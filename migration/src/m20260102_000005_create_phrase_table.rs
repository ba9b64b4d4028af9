use sea_orm_migration::{prelude::*, schema::*};

#[derive(DeriveMigrationName)]
pub struct Migration;

#[async_trait::async_trait]
impl MigrationTrait for Migration {
    async fn up(&self, manager: &SchemaManager) -> Result<(), DbErr> {
        manager
            .create_table(
                Table::create()
                    .table(Phrase::Table)
                    .if_not_exists()
                    .col(string_len(Phrase::Id, 21).primary_key())
                    .col(text(Phrase::Content))
                    .col(string_len_null(Phrase::Source, 100))
                    .col(
                        timestamp(Phrase::CreatedAt)
                            .default(Expr::current_timestamp())
                            .not_null(),
                    )
                    .to_owned(),
            )
            .await
    }

    async fn down(&self, manager: &SchemaManager) -> Result<(), DbErr> {
        manager
            .drop_table(Table::drop().table(Phrase::Table).to_owned())
            .await
    }
}

#[derive(DeriveIden)]
pub enum Phrase {
    Table,
    Id,
    Content,
    Source,
    CreatedAt,
}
== == ==
WHAT IS NEEDED: Count the lines of the material that include the word "manager", then state only the total.

ANSWER SECTION: 4